Others have responded by changing the requirements to become a substitute. In October, Oregon created an emergency substitute teacher license, loosening requirements in response to “severe staffing shortages.” While the state had 8,290 licensed substitute teachers in December 2019, that number had fallen to 4,738 in September 2021.

“Without additional teachers, classes will be combined to unacceptable levels or not offered at all, inflicting irreparable harm on schoolchildren,” state officials wrote in the order establishing the emergency license. “These rules significantly expand the pool of potential teachers districts may use to address the most critical shortages and give them desperately needed tools to fill openings that cannot be filled in any other way.”

But merely lowering teaching qualifications is a solution that worries some education experts, who would like to see systemic changes that make the profession more desirable and competitive long-term.

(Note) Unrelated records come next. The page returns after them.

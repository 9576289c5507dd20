//! Match advice — a verdict for the score tier plus concrete next steps.

use serde::{Deserialize, Serialize};

use crate::matching::skills::SkillSet;

/// How many missing skills the "Prioritize learning" line names.
const PRIORITY_SKILLS: usize = 3;

#[derive(Debug, Clone, Copy, PartialEq, Eq)]
pub enum MatchTier {
    Excellent,
    Good,
    Moderate,
    Low,
}

impl MatchTier {
    /// Tiers start at 80, 60 and 40; each bound is inclusive.
    pub fn from_score(score: f64) -> Self {
        if score >= 80.0 {
            MatchTier::Excellent
        } else if score >= 60.0 {
            MatchTier::Good
        } else if score >= 40.0 {
            MatchTier::Moderate
        } else {
            MatchTier::Low
        }
    }

    fn verdict(self) -> &'static str {
        match self {
            MatchTier::Excellent => {
                "Excellent match! Your profile strongly aligns with the job requirements."
            }
            MatchTier::Good => {
                "Good match. You have many of the required skills but some gaps exist."
            }
            MatchTier::Moderate => {
                "Moderate match. Consider developing additional skills before applying."
            }
            MatchTier::Low => "Low match. This role may require significant skill development.",
        }
    }

    fn base_recommendations(self) -> [&'static str; 2] {
        match self {
            MatchTier::Excellent => [
                "Highlight your matched skills prominently in your application",
                "Prepare to discuss your experience with the identified technologies",
            ],
            MatchTier::Good => [
                "Focus on learning the missing skills identified",
                "Emphasize transferable skills and experience",
            ],
            MatchTier::Moderate => [
                "Invest time in learning the missing technical skills",
                "Consider similar roles with fewer requirements",
            ],
            MatchTier::Low => [
                "Focus on building the core missing skills first",
                "Consider entry-level positions or internships",
            ],
        }
    }
}

#[derive(Debug, Clone, PartialEq, Serialize, Deserialize)]
#[serde(rename_all = "camelCase")]
pub struct MatchAnalysis {
    pub overall_match: String,
    pub recommendations: Vec<String>,
}

/// Builds the advice block for a rounded match score. Missing skills are
/// named in set order, so the first three alphabetically.
pub fn advise(
    match_score: f64,
    missing_skills: &SkillSet,
    missing_experience: &[String],
) -> MatchAnalysis {
    let tier = MatchTier::from_score(match_score);
    let mut recommendations: Vec<String> = tier
        .base_recommendations()
        .iter()
        .map(|r| r.to_string())
        .collect();

    if !missing_experience.is_empty() {
        recommendations.push(format!("Experience gaps: {}", missing_experience.join(", ")));
    }

    if !missing_skills.is_empty() {
        let priority: Vec<&str> = missing_skills
            .iter()
            .take(PRIORITY_SKILLS)
            .map(String::as_str)
            .collect();
        recommendations.push(format!("Prioritize learning: {}", priority.join(", ")));
    }

    MatchAnalysis {
        overall_match: tier.verdict().to_string(),
        recommendations,
    }
}

#[cfg(test)]
mod tests {
    use super::*;

    fn set(items: &[&str]) -> SkillSet {
        items.iter().map(|s| s.to_string()).collect()
    }

    #[test]
    fn test_tier_boundaries_are_inclusive() {
        assert_eq!(MatchTier::from_score(100.0), MatchTier::Excellent);
        assert_eq!(MatchTier::from_score(80.0), MatchTier::Excellent);
        assert_eq!(MatchTier::from_score(79.99), MatchTier::Good);
        assert_eq!(MatchTier::from_score(60.0), MatchTier::Good);
        assert_eq!(MatchTier::from_score(59.99), MatchTier::Moderate);
        assert_eq!(MatchTier::from_score(40.0), MatchTier::Moderate);
        assert_eq!(MatchTier::from_score(39.99), MatchTier::Low);
        assert_eq!(MatchTier::from_score(0.0), MatchTier::Low);
    }

    #[test]
    fn test_excellent_match_without_gaps() {
        let analysis = advise(85.0, &SkillSet::new(), &[]);
        assert!(analysis.overall_match.starts_with("Excellent match!"));
        assert_eq!(
            analysis.recommendations,
            vec![
                "Highlight your matched skills prominently in your application",
                "Prepare to discuss your experience with the identified technologies",
            ]
        );
    }

    #[test]
    fn test_each_tier_has_its_own_verdict() {
        let empty = SkillSet::new();
        assert!(advise(60.0, &empty, &[]).overall_match.starts_with("Good match."));
        assert!(advise(40.0, &empty, &[]).overall_match.starts_with("Moderate match."));
        assert!(advise(39.99, &empty, &[]).overall_match.starts_with("Low match."));
        assert_eq!(
            advise(10.0, &empty, &[]).recommendations[1],
            "Consider entry-level positions or internships"
        );
    }

    #[test]
    fn test_gaps_are_appended_after_tier_advice() {
        let missing = set(&["terraform", "aws", "kafka", "go"]);
        let experience = vec!["5+ years in rust".to_string(), "2+ years in go".to_string()];
        let analysis = advise(55.0, &missing, &experience);

        assert_eq!(analysis.recommendations.len(), 4);
        assert_eq!(
            analysis.recommendations[2],
            "Experience gaps: 5+ years in rust, 2+ years in go"
        );
        assert_eq!(
            analysis.recommendations[3],
            "Prioritize learning: aws, go, kafka"
        );
    }

    #[test]
    fn test_fewer_than_three_missing_skills() {
        let analysis = advise(20.0, &set(&["docker"]), &[]);
        assert_eq!(
            analysis.recommendations.last().map(String::as_str),
            Some("Prioritize learning: docker")
        );
    }

    #[test]
    fn test_serializes_camel_case() {
        let value = serde_json::to_value(advise(90.0, &SkillSet::new(), &[])).unwrap();
        assert!(value["overallMatch"].is_string());
        assert_eq!(value["recommendations"].as_array().map(Vec::len), Some(2));
    }
}
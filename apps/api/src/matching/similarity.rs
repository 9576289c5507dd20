//! Semantic similarity — cosine similarity of model embeddings, best effort.

use std::sync::Arc;

use tracing::warn;

use crate::nlp::Embedder;

/// Outcome of a similarity lookup. Model failures become an explicit neutral
/// fallback instead of an error so the analysis can always continue.
#[derive(Debug, Clone, PartialEq)]
pub enum Similarity {
    Computed(f64),
    Fallback { reason: String },
}

impl Similarity {
    /// The similarity value, 0.0 for a fallback.
    pub fn value(&self) -> f64 {
        match self {
            Similarity::Computed(v) => *v,
            Similarity::Fallback { .. } => 0.0,
        }
    }

    pub fn is_fallback(&self) -> bool {
        matches!(self, Similarity::Fallback { .. })
    }
}

/// Cosine similarity in [-1, 1]. Returns `None` for mismatched dimensions or
/// zero vectors, where the ratio is undefined.
pub fn cosine_similarity(a: &[f32], b: &[f32]) -> Option<f64> {
    if a.len() != b.len() || a.is_empty() {
        return None;
    }

    let dot: f64 = a.iter().zip(b).map(|(x, y)| f64::from(*x) * f64::from(*y)).sum();
    let norm_a: f64 = a.iter().map(|x| f64::from(*x).powi(2)).sum::<f64>().sqrt();
    let norm_b: f64 = b.iter().map(|x| f64::from(*x).powi(2)).sum::<f64>().sqrt();

    if norm_a == 0.0 || norm_b == 0.0 {
        return None;
    }

    Some((dot / (norm_a * norm_b)).clamp(-1.0, 1.0))
}

pub struct SemanticScorer {
    embedder: Arc<dyn Embedder>,
}

impl SemanticScorer {
    pub fn new(embedder: Arc<dyn Embedder>) -> Self {
        Self { embedder }
    }

    pub fn embedder_name(&self) -> &str {
        self.embedder.name()
    }

    /// Embeds both texts in one batch and compares them.
    pub async fn similarity(&self, text_a: &str, text_b: &str) -> Similarity {
        let batch = [text_a.to_string(), text_b.to_string()];

        let vectors = match self.embedder.embed(&batch).await {
            Ok(v) => v,
            Err(e) => {
                warn!(embedder = self.embedder.name(), "Semantic similarity unavailable: {e}");
                return Similarity::Fallback {
                    reason: e.to_string(),
                };
            }
        };

        let [a, b] = vectors.as_slice() else {
            warn!(
                got = vectors.len(),
                "Embedder returned the wrong number of vectors"
            );
            return Similarity::Fallback {
                reason: format!("expected 2 embeddings, got {}", vectors.len()),
            };
        };

        match cosine_similarity(a, b) {
            Some(v) => Similarity::Computed(v),
            None => Similarity::Fallback {
                reason: "embeddings are empty, zero or of different dimensions".to_string(),
            },
        }
    }
}

#[cfg(test)]
mod tests {
    use super::*;
    use crate::nlp::testing::{FailingEmbedder, StubEmbedder};
    use crate::nlp::HashEmbedder;

    #[test]
    fn test_cosine_identical_vectors_is_one() {
        let v = [0.3, -0.2, 0.9];
        let sim = cosine_similarity(&v, &v).unwrap();
        assert!((sim - 1.0).abs() < 1e-9, "sim was {sim}");
    }

    #[test]
    fn test_cosine_orthogonal_and_opposite() {
        assert_eq!(cosine_similarity(&[1.0, 0.0], &[0.0, 1.0]), Some(0.0));
        let opposite = cosine_similarity(&[1.0, 2.0], &[-1.0, -2.0]).unwrap();
        assert!((opposite + 1.0).abs() < 1e-9);
    }

    #[test]
    fn test_cosine_undefined_cases() {
        assert_eq!(cosine_similarity(&[1.0, 0.0], &[1.0]), None);
        assert_eq!(cosine_similarity(&[0.0, 0.0], &[1.0, 0.0]), None);
        assert_eq!(cosine_similarity(&[], &[]), None);
    }

    #[test]
    fn test_fallback_value_is_zero() {
        let fallback = Similarity::Fallback {
            reason: "down".to_string(),
        };
        assert_eq!(fallback.value(), 0.0);
        assert!(fallback.is_fallback());
        assert_eq!(Similarity::Computed(0.42).value(), 0.42);
    }

    #[tokio::test]
    async fn test_text_with_itself_is_one() {
        let scorer = SemanticScorer::new(Arc::new(HashEmbedder::new(384)));
        let text = "Backend engineer: Rust, PostgreSQL, Kubernetes";
        let sim = scorer.similarity(text, text).await;
        assert!((sim.value() - 1.0).abs() < 1e-6, "sim was {sim:?}");
    }

    #[tokio::test]
    async fn test_related_texts_score_higher_than_unrelated() {
        let scorer = SemanticScorer::new(Arc::new(HashEmbedder::new(1024)));
        let job = "python developer with django and aws";
        let close = scorer.similarity("python django developer on aws", job).await.value();
        let far = scorer.similarity("pastry chef, french desserts", job).await.value();
        assert!(close > far, "close={close}, far={far}");
    }

    #[tokio::test]
    async fn test_stub_vectors_are_compared() {
        let scorer = SemanticScorer::new(Arc::new(StubEmbedder(vec![
            vec![1.0, 0.0],
            vec![1.0, 1.0],
        ])));
        let sim = scorer.similarity("a", "b").await;
        assert!((sim.value() - std::f64::consts::FRAC_1_SQRT_2).abs() < 1e-6);
    }

    #[tokio::test]
    async fn test_embedder_error_falls_back_to_zero() {
        let scorer = SemanticScorer::new(Arc::new(FailingEmbedder));
        let sim = scorer.similarity("a", "b").await;
        assert!(sim.is_fallback());
        assert_eq!(sim.value(), 0.0);
    }

    #[tokio::test]
    async fn test_missing_vector_falls_back_to_zero() {
        let scorer = SemanticScorer::new(Arc::new(StubEmbedder(vec![vec![1.0]])));
        assert!(scorer.similarity("a", "b").await.is_fallback());
    }
}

“Lowering the standards for substitutes to the point where you’re not getting people skilled or knowledgeable in the content area, is really problematic,” says Linda Darling-Hammond, president and CEO of the Learning Policy Institute, noting that teachers have long been underpaid compared to similarly educated peers.

“Schools, districts and states — because a lot of this is state responsibility — need to be rebuilding the teaching profession in a way that offers a salary that is competitive with other jobs that a person with that level of education could get.”